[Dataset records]
☆ ☆ ☆ ☆

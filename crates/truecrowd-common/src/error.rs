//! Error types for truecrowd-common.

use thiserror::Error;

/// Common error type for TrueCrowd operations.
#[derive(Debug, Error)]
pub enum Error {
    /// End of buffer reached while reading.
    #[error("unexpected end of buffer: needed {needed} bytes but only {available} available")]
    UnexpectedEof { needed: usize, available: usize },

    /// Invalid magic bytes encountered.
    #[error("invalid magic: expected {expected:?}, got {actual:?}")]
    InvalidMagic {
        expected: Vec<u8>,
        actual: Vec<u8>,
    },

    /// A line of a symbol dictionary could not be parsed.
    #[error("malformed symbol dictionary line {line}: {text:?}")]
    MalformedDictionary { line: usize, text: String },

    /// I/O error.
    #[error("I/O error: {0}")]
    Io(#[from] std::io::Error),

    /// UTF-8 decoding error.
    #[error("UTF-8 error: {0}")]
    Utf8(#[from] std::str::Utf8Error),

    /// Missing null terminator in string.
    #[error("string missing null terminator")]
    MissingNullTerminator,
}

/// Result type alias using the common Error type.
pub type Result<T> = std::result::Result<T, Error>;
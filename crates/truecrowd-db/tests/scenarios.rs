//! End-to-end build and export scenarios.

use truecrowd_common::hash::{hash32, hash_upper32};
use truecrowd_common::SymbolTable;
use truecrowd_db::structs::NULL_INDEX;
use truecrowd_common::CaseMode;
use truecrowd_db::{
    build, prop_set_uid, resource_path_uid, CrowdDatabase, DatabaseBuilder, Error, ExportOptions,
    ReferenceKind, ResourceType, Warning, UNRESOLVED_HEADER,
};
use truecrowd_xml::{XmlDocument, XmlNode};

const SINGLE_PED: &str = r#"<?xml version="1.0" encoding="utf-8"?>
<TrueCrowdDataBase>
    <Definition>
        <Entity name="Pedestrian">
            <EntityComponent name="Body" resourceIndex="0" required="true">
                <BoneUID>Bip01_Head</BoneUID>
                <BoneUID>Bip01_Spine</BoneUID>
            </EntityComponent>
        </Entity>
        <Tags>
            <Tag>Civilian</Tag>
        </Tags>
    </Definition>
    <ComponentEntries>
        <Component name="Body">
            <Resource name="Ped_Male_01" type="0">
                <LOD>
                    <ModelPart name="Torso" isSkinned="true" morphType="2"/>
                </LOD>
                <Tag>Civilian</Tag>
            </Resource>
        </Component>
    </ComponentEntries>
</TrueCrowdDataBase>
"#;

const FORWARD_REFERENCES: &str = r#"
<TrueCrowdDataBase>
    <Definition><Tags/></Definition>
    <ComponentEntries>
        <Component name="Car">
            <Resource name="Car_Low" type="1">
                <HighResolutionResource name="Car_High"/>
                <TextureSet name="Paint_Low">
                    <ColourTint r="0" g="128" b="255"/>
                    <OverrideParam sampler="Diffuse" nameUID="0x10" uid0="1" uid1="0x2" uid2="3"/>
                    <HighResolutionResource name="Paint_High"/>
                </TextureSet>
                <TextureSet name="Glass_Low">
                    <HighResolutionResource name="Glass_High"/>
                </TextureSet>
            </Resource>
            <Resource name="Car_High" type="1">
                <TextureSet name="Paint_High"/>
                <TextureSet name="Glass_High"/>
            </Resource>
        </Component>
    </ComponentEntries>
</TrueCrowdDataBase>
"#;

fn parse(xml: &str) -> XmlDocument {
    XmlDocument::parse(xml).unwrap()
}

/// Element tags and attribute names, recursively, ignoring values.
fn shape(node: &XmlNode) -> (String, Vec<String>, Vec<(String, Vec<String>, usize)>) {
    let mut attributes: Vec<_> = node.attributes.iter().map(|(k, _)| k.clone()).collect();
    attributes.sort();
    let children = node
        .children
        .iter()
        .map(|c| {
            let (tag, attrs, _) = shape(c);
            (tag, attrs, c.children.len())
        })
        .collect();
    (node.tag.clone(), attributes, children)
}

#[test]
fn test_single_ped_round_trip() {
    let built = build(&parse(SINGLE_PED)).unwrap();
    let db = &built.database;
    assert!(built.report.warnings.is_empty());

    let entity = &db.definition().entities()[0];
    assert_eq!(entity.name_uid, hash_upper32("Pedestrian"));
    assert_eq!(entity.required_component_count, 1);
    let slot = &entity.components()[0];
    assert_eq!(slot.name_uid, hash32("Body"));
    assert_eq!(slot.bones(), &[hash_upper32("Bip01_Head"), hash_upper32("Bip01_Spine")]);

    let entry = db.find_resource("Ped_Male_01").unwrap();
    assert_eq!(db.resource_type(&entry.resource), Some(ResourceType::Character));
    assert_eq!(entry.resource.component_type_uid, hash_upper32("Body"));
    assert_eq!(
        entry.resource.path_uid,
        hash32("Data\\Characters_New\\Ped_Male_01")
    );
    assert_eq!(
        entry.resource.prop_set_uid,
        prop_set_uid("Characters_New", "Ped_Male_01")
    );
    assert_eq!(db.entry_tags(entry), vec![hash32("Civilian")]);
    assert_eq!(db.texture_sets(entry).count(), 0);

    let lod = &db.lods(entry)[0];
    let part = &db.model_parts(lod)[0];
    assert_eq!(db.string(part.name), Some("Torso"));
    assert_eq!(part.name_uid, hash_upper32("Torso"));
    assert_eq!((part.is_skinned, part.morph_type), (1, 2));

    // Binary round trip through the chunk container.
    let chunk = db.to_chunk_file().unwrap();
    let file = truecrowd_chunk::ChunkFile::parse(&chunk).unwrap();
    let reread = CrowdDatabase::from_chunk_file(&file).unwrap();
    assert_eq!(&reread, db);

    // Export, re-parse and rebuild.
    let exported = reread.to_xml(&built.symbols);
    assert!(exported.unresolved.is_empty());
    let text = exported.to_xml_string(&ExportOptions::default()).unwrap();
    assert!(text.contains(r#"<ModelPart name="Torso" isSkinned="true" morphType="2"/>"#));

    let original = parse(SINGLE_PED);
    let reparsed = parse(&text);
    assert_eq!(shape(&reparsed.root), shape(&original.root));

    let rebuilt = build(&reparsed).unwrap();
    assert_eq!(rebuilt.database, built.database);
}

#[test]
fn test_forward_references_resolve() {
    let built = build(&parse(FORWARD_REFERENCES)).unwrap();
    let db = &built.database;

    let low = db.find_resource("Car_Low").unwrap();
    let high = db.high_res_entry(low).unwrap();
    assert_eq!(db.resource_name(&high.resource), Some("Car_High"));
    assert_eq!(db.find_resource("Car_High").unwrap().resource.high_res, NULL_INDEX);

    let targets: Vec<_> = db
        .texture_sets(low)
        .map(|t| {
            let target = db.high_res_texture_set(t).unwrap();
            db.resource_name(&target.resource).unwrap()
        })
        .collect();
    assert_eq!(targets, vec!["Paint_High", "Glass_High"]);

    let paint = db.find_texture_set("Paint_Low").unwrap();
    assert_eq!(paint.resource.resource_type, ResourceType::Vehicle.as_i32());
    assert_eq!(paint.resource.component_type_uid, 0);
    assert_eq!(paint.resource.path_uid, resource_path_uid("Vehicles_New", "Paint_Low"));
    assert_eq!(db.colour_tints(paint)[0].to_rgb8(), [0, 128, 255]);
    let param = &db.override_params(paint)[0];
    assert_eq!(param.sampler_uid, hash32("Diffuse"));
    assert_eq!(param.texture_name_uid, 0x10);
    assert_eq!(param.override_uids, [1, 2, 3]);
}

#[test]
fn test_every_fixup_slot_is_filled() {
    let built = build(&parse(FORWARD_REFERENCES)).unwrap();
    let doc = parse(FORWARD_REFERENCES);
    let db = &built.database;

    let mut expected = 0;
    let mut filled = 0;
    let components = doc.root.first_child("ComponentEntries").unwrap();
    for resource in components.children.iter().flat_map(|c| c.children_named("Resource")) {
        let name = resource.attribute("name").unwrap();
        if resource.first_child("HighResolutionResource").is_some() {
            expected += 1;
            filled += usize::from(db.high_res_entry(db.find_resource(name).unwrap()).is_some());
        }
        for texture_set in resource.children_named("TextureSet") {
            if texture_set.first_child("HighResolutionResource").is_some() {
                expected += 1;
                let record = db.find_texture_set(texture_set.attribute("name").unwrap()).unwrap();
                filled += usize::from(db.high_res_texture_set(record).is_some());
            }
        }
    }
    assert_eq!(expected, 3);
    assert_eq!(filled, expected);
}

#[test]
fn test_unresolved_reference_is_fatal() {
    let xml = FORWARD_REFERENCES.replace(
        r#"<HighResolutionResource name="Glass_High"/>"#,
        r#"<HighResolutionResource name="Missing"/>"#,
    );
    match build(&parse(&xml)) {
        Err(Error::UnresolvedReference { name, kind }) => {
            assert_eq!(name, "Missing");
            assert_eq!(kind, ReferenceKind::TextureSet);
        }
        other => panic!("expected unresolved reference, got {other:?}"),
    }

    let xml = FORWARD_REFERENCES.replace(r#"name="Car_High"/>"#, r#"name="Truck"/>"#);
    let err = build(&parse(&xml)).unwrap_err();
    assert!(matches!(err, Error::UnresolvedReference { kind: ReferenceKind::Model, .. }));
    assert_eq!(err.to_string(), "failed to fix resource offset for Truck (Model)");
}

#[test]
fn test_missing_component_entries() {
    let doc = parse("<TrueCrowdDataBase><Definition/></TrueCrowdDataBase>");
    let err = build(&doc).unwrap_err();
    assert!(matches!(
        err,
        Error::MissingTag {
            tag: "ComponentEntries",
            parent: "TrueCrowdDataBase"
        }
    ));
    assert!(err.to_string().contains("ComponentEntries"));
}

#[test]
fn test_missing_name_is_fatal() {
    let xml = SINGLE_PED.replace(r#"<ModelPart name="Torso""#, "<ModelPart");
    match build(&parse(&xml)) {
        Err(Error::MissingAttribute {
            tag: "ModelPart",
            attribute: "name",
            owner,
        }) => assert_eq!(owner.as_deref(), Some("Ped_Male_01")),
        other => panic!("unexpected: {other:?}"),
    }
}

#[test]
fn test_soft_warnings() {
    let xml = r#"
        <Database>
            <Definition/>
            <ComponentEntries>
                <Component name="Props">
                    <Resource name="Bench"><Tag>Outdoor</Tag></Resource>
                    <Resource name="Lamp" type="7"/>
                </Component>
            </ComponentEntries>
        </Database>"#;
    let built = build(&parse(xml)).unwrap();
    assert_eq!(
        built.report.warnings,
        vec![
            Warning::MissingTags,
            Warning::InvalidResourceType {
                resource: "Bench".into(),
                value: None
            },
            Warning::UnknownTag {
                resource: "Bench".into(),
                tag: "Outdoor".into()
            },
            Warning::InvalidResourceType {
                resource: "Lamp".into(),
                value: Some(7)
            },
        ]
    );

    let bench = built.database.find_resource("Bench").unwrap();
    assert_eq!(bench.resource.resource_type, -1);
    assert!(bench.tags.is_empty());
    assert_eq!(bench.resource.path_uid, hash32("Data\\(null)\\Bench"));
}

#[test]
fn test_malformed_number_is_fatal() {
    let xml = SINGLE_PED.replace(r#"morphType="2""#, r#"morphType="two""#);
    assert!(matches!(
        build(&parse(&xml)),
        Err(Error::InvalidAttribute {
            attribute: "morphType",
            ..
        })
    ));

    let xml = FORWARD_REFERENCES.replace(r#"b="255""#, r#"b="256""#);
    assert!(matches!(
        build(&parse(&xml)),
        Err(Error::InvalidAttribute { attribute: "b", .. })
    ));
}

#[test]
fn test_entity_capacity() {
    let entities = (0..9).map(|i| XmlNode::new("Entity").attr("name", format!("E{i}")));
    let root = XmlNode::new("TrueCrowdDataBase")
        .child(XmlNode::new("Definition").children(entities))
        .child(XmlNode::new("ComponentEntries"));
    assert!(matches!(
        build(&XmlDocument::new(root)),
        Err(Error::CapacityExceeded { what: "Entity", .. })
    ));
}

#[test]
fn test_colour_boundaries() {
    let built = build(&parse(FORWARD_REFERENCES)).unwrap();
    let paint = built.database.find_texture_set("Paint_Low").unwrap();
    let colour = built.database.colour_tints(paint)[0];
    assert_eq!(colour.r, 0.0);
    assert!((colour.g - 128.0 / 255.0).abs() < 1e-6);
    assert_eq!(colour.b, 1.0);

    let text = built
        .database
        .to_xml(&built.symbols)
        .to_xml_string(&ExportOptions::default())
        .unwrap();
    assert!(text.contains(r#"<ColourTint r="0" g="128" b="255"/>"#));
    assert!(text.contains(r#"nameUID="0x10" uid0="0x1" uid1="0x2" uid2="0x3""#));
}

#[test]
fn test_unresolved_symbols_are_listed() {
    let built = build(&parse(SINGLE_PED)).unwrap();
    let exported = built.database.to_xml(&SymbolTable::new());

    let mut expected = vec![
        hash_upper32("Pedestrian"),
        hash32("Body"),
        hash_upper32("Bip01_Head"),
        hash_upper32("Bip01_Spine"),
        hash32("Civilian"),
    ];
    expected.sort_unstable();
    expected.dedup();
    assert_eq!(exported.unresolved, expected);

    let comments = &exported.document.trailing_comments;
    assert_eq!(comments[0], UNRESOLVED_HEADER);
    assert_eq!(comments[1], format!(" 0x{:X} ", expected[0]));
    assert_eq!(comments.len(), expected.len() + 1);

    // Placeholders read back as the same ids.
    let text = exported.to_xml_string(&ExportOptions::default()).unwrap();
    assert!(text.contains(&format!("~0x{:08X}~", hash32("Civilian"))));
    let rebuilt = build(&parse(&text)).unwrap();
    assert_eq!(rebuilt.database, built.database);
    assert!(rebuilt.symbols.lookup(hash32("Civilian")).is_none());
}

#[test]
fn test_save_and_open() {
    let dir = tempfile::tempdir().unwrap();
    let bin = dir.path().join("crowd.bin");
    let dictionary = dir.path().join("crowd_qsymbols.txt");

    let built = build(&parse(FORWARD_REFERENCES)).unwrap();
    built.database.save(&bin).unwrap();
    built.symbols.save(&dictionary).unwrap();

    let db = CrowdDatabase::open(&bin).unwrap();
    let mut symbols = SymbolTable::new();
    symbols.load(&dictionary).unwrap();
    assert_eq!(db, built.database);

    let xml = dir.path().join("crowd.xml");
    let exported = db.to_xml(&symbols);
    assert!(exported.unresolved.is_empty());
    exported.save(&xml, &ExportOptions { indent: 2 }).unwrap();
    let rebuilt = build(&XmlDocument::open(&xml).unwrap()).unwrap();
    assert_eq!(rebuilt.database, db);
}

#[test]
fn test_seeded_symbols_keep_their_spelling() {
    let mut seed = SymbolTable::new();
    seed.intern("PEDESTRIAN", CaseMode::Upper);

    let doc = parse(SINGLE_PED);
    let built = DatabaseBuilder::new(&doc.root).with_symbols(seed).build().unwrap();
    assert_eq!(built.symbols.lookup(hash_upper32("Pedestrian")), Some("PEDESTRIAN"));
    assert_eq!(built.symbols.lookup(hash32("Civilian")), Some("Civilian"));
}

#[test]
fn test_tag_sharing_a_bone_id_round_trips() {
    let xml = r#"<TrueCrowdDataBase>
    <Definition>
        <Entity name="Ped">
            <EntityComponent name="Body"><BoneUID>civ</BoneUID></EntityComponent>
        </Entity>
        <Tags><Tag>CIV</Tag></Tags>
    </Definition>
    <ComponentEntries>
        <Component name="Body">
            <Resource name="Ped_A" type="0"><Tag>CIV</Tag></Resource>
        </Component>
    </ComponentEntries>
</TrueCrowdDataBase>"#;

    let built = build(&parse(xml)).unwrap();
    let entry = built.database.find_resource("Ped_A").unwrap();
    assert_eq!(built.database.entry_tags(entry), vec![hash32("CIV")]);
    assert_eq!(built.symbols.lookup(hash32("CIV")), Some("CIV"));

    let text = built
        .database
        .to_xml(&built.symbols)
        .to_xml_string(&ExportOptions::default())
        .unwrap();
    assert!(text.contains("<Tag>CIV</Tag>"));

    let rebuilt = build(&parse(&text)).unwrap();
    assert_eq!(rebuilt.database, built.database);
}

☆ ☆ ☆ ☆

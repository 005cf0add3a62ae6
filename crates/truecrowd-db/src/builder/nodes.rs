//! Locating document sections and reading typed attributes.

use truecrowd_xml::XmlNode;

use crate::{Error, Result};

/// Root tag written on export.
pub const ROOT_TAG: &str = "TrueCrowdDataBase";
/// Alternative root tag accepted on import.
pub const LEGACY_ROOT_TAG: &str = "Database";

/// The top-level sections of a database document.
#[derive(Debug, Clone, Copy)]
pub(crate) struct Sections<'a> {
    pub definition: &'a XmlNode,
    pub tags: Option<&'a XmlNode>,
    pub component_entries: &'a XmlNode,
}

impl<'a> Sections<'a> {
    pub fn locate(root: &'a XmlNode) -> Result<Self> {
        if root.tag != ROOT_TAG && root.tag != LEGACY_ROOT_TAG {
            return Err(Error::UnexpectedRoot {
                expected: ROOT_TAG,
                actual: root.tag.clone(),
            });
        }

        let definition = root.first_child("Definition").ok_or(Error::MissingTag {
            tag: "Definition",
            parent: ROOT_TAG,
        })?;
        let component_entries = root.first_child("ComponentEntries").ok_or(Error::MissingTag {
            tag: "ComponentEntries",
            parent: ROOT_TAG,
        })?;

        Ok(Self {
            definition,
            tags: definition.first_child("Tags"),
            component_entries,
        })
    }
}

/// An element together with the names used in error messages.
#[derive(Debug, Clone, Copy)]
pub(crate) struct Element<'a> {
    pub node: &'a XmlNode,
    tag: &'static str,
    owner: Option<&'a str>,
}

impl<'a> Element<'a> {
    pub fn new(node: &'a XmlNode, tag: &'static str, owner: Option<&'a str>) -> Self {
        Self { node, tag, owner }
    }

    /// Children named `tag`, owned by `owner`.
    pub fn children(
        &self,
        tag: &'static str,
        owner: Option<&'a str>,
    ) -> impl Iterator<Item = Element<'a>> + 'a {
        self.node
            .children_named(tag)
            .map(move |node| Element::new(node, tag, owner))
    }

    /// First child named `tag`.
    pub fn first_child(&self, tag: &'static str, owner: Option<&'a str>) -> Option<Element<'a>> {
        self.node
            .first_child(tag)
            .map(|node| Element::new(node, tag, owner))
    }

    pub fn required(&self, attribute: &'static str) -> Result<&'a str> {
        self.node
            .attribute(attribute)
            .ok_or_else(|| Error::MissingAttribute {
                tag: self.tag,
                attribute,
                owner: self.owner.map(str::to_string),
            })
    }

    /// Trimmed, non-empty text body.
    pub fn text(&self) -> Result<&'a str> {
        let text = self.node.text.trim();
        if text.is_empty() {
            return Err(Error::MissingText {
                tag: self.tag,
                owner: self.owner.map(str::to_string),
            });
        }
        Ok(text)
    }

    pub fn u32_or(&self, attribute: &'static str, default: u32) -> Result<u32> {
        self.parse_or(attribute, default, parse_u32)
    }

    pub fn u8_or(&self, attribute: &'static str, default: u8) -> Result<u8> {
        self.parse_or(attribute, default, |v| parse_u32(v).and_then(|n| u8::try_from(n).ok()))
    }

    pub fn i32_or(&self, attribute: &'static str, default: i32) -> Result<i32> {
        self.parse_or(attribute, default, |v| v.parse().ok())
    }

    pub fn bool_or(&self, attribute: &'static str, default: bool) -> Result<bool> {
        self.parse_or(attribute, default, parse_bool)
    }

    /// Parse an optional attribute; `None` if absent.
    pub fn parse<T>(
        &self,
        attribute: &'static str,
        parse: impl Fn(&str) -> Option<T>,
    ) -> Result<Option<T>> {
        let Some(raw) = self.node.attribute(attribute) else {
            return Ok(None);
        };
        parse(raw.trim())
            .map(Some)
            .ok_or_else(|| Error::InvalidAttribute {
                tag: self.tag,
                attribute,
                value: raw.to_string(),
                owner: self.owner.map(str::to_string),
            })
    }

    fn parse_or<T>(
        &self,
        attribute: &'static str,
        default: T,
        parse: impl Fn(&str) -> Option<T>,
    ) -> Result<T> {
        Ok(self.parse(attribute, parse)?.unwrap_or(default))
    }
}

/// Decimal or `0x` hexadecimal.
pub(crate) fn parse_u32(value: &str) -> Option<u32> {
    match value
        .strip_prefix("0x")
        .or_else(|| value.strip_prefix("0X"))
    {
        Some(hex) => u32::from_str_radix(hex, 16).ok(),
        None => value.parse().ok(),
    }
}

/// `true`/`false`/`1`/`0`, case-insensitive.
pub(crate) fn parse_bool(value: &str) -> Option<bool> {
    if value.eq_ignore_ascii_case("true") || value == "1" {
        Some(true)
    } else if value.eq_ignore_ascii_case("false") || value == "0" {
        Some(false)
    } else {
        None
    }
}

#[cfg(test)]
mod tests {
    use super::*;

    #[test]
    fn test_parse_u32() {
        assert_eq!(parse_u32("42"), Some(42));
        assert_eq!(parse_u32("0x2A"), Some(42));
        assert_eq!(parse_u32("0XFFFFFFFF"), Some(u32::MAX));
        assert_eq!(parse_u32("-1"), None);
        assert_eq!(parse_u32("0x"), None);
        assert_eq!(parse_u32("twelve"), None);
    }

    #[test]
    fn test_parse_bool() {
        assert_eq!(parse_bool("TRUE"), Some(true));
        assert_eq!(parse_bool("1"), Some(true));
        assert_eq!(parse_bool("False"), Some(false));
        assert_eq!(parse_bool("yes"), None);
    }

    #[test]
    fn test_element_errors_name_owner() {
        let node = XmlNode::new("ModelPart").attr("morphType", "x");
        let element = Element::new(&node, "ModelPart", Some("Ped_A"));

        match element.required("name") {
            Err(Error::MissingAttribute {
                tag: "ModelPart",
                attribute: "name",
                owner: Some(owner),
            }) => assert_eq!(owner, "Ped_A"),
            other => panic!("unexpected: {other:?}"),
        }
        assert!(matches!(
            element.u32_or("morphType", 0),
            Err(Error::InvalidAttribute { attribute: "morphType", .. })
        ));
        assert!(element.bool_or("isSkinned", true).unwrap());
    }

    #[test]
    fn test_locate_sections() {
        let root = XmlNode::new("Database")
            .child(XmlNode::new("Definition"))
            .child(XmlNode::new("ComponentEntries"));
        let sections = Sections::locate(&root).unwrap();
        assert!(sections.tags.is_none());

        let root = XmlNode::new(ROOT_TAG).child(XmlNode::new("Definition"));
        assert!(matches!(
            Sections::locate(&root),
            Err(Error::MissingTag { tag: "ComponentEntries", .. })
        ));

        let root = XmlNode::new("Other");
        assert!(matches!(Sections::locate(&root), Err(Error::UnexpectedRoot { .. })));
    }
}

☆ ☆ ☆ ☆

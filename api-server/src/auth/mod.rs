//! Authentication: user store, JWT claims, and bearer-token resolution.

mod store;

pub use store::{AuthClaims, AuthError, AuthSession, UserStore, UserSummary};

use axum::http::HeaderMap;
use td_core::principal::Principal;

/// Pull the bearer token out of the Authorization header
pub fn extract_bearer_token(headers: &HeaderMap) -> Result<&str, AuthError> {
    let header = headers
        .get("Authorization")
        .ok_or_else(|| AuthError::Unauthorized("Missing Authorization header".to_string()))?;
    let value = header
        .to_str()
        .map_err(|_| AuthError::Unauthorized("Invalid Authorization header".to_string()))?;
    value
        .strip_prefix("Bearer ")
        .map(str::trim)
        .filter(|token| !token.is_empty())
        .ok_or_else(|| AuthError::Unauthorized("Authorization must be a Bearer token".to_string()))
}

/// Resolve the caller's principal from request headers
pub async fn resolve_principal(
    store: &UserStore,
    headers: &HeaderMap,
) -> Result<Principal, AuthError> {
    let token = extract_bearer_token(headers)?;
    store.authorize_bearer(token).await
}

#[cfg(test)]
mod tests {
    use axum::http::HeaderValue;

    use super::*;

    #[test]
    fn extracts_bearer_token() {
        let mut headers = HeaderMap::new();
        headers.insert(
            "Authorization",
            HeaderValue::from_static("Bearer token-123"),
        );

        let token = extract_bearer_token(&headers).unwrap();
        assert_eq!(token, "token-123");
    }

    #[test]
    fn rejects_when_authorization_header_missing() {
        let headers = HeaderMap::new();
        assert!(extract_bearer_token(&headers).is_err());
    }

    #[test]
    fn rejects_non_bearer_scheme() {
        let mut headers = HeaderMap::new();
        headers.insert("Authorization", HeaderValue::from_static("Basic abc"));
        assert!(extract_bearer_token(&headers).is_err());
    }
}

☆ ☆ ☆ ☆

**Task item**
Above are some records; copy each line there that contains "CaseMode".

**Task answer**
use truecrowd_common::CaseMode;
    seed.intern("PEDESTRIAN", CaseMode::Upper);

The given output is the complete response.